#### Supplied data

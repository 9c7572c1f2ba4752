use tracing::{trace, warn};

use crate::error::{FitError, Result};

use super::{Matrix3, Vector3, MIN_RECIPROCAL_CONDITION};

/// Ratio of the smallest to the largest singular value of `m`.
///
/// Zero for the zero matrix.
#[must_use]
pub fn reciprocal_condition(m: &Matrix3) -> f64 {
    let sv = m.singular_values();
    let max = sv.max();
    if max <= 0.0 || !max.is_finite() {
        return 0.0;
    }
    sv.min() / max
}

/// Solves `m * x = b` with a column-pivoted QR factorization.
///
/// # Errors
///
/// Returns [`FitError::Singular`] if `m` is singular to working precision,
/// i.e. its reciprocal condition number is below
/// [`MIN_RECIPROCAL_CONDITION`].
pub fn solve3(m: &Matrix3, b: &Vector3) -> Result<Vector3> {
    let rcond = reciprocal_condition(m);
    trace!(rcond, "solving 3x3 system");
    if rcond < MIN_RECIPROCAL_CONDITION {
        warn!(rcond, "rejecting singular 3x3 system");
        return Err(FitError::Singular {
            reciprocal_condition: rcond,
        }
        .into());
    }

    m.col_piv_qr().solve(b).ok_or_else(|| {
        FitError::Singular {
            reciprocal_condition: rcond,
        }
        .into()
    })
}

########

Exercise aim: If a line in the records holds the string "FitError", count it, and give only the total.

Reply to the task: 4